**What this task involves:**
Please output exactly the part of the records below that opens with the line containing "let name = join(dep_path);" and closes with the line containing "crash_stack: Option<&CallStack>) ->", both lines included, and nothing else.

**Records:**
//! Maps frames and suspects to the project they belong to.

use super::default_top_n;
use super::occurrence::{default_rank, rank_by_occurrence, Occurrence};
use crate::model::Suspect;
use crate::stacktrace::{CallStack, LanguageType, StackFrame};
use log::{debug, warn};
use serde::{Deserialize, Serialize};
use std::cmp::Reverse;
use std::collections::BTreeMap;

/// Project the host directories belong to
pub const DEFAULT_ROOT_PROJECT: &str = "chromium";

fn default_root_project() -> String {
    DEFAULT_ROOT_PROJECT.to_string()
}

/// Project classifier settings
#[derive(Debug, Clone, PartialEq, Serialize, Deserialize)]
#[serde(deny_unknown_fields)]
pub struct ProjectClassifierConfig {
    /// Checkout roots of the root project, e.g. `src/`
    #[serde(default)]
    pub host_directories: Vec<String>,

    /// Function-name prefix -> project
    #[serde(default)]
    pub function_marker_to_project_name: BTreeMap<String, String>,

    /// Raw file path substring -> project
    #[serde(default)]
    pub file_path_marker_to_project_name: BTreeMap<String, String>,

    /// Crash-stack frames consulted when there are no suspects
    #[serde(default = "default_top_n")]
    pub top_n: usize,

    /// Rank of non-root projects in Java crashes, lower is more suspicious
    #[serde(default)]
    pub non_chromium_project_rank_priority: BTreeMap<String, i64>,

    #[serde(default = "default_root_project")]
    pub root_project_name: String,
}

impl Default for ProjectClassifierConfig {
    fn default() -> Self {
        Self {
            host_directories: Vec::new(),
            function_marker_to_project_name: BTreeMap::new(),
            file_path_marker_to_project_name: BTreeMap::new(),
            top_n: default_top_n(),
            non_chromium_project_rank_priority: BTreeMap::new(),
            root_project_name: default_root_project(),
        }
    }
}

/// Determines the most suspected project of a crash
pub struct ProjectClassifier {
    config: Option<ProjectClassifierConfig>,
}

impl ProjectClassifier {
    /// Host directories are tried most specific first
    pub fn new(config: Option<ProjectClassifierConfig>) -> Self {
        let config = config.map(|mut config| {
            config
                .host_directories
                .sort_by(|a, b| b.len().cmp(&a.len()).then_with(|| a.cmp(b)));
            config
        });
        Self { config }
    }

    /// Project named by a dependency path
    ///
    /// `src/` (a host directory) is the root project, `src/v8/` becomes
    /// `chromium-v8` and an unknown `third_party/foo/` becomes
    /// `third_party_foo`.
    pub fn project_from_dep_path(&self, dep_path: &str) -> Option<String> {
        let config = self.config.as_ref()?;
        if dep_path.is_empty() {
            return None;
        }

        let join = |path: &str| {
            path.split('/')
                .filter(|segment| !segment.is_empty())
                .collect::<Vec<_>>()
                .join("_")
        };

        for host_directory in &config.host_directories {
            if let Some(rest) = dep_path.strip_prefix(host_directory.as_str()) {
                let rest = join(rest);
                return Some(if rest.is_empty() {
                    config.root_project_name.clone()
                } else {
                    format!("{}-{}", config.root_project_name, rest)
                });
            }
        }

        let name = join(dep_path);
        (!name.is_empty()).then_some(name)
    }

    /// Project of a single frame
    pub fn classify_frame(&self, frame: &StackFrame) -> Option<String> {
        let config = self.config.as_ref()?;

        for (marker, project) in &config.function_marker_to_project_name {
            if frame.function.starts_with(marker.as_str()) {
                return Some(project.clone());
            }
        }

        for (marker, project) in &config.file_path_marker_to_project_name {
            if frame.raw_file_path.contains(marker.as_str()) {
                return Some(project.clone());
            }
        }

        self.project_from_dep_path(&frame.dep_path)
    }

    /// Project of a suspect, from the dependency it landed in
    pub fn classify_suspect(&self, suspect: &Suspect) -> Option<String> {
        self.project_from_dep_path(&suspect.dep_path)
    }

    fn java_rank(&self, occurrence: &Occurrence) -> (i64, Reverse<usize>, usize) {
        let priority = match &self.config {
            Some(config) if occurrence.name == config.root_project_name => 0,
            Some(config) => config
                .non_chromium_project_rank_priority
                .get(&occurrence.name)
                .copied()
                .unwrap_or(i64::MAX),
            None => i64::MAX,
        };
        (
            priority,
            Reverse(occurrence.count()),
            occurrence.first_index(),
        )
    }

    /// Most suspected project, or an empty string
    ///
    /// Suspects are classified when there are any; otherwise the top frames
    /// of `crash_stack` are.
    pub fn classify(&self, suspects: &[Suspect], crash_stack: Option<&CallStack>) -> String {
        let Some(config) = &self.config else {
            warn!("Project classifier is not configured");
            return String::new();
        };

        let ranked = if !suspects.is_empty() {
            let names: Vec<Option<String>> = suspects
                .iter()
                .map(|suspect| self.classify_suspect(suspect))
                .collect();
            rank_by_occurrence(&names, 1, default_rank)
        } else {
            let Some(stack) = crash_stack else {
                return String::new();
            };
            let names: Vec<Option<String>> = stack
                .frames
                .iter()
                .take(config.top_n)
                .map(|frame| self.classify_frame(frame))
                .collect();

            match stack.language_type() {
                LanguageType::Java => {
                    rank_by_occurrence(&names, 1, |occurrence| self.java_rank(occurrence))
                }
                LanguageType::Cpp => rank_by_occurrence(&names, 1, default_rank),
            }
        };

        let project = ranked.into_iter().next().unwrap_or_default();
        debug!("Suspected project: {:?}", project);
        project
    }
}

#[cfg(test)]
mod tests {
    use super::*;
    use crate::stacktrace::CallStackFormat;

    fn classifier() -> ProjectClassifier {
        let mut config = ProjectClassifierConfig {
            host_directories: vec!["src/".to_string(), "src/chrome/browser/resources/".to_string()],
            ..ProjectClassifierConfig::default()
        };
        config
            .function_marker_to_project_name
            .insert("org.chromium".to_string(), "chromium".to_string());
        config
            .function_marker_to_project_name
            .insert("android.".to_string(), "android_os".to_string());
        config
            .file_path_marker_to_project_name
            .insert("googleplex-android/".to_string(), "android_os".to_string());
        config
            .non_chromium_project_rank_priority
            .insert("android_os".to_string(), -1);
        ProjectClassifier::new(Some(config))
    }

    fn frame(dep_path: &str, function: &str, raw_file_path: &str) -> StackFrame {
        StackFrame::new(0, dep_path, function, "f.cc", raw_file_path, vec![1])
    }

    #[test]
    fn test_project_from_dep_path() {
        let classifier = classifier();
        assert_eq!(classifier.project_from_dep_path("src/").as_deref(), Some("chromium"));
        assert_eq!(
            classifier.project_from_dep_path("src/v8/").as_deref(),
            Some("chromium-v8")
        );
        assert_eq!(
            classifier.project_from_dep_path("src/chrome/browser/resources/").as_deref(),
            Some("chromium")
        );
        assert_eq!(
            classifier.project_from_dep_path("third_party/foo/").as_deref(),
            Some("third_party_foo")
        );
        assert_eq!(classifier.project_from_dep_path(""), None);
    }

    #[test]
    fn test_markers_take_precedence() {
        let classifier = classifier();
        assert_eq!(
            classifier
                .classify_frame(&frame("src/", "android.app.Activity", "x"))
                .as_deref(),
            Some("android_os")
        );
        assert_eq!(
            classifier
                .classify_frame(&frame("src/", "f", "/googleplex-android/a.java"))
                .as_deref(),
            Some("android_os")
        );
        assert_eq!(
            classifier.classify_frame(&frame("src/v8/", "f", "x")).as_deref(),
            Some("chromium-v8")
        );
    }

    #[test]
    fn test_unconfigured_classifier_is_empty() {
        let classifier = ProjectClassifier::new(None);
        let stack = CallStack::new(0, vec![frame("src/", "f", "x")], CallStackFormat::Default);
        assert_eq!(classifier.classify(&[], Some(&stack)), "");
    }

    #[test]
    fn test_java_prefers_ranked_projects() {
        let classifier = classifier();
        let stack = CallStack::new(
            0,
            vec![
                frame("src/", "org.chromium.a", "x"),
                frame("src/", "org.chromium.b", "x"),
                frame("", "android.os.Looper", "x"),
            ],
            CallStackFormat::Java,
        );
        assert_eq!(classifier.classify(&[], Some(&stack)), "android_os");

        let cpp = CallStack::new(0, stack.frames.clone(), CallStackFormat::Default);
        assert_eq!(classifier.classify(&[], Some(&cpp)), "chromium");
    }
}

**Output for this exercise:**
        let name = join(dep_path);
        (!name.is_empty()).then_some(name)
    }

    /// Project of a single frame
    pub fn classify_frame(&self, frame: &StackFrame) -> Option<String> {
        let config = self.config.as_ref()?;

        for (marker, project) in &config.function_marker_to_project_name {
            if frame.function.starts_with(marker.as_str()) {
                return Some(project.clone());
            }
        }

        for (marker, project) in &config.file_path_marker_to_project_name {
            if frame.raw_file_path.contains(marker.as_str()) {
                return Some(project.clone());
            }
        }

        self.project_from_dep_path(&frame.dep_path)
    }

    /// Project of a suspect, from the dependency it landed in
    pub fn classify_suspect(&self, suspect: &Suspect) -> Option<String> {
        self.project_from_dep_path(&suspect.dep_path)
    }

    fn java_rank(&self, occurrence: &Occurrence) -> (i64, Reverse<usize>, usize) {
        let priority = match &self.config {
            Some(config) if occurrence.name == config.root_project_name => 0,
            Some(config) => config
                .non_chromium_project_rank_priority
                .get(&occurrence.name)
                .copied()
                .unwrap_or(i64::MAX),
            None => i64::MAX,
        };
        (
            priority,
            Reverse(occurrence.count()),
            occurrence.first_index(),
        )
    }

    /// Most suspected project, or an empty string
    ///
    /// Suspects are classified when there are any; otherwise the top frames
    /// of `crash_stack` are.
    pub fn classify(&self, suspects: &[Suspect], crash_stack: Option<&CallStack>) -> String {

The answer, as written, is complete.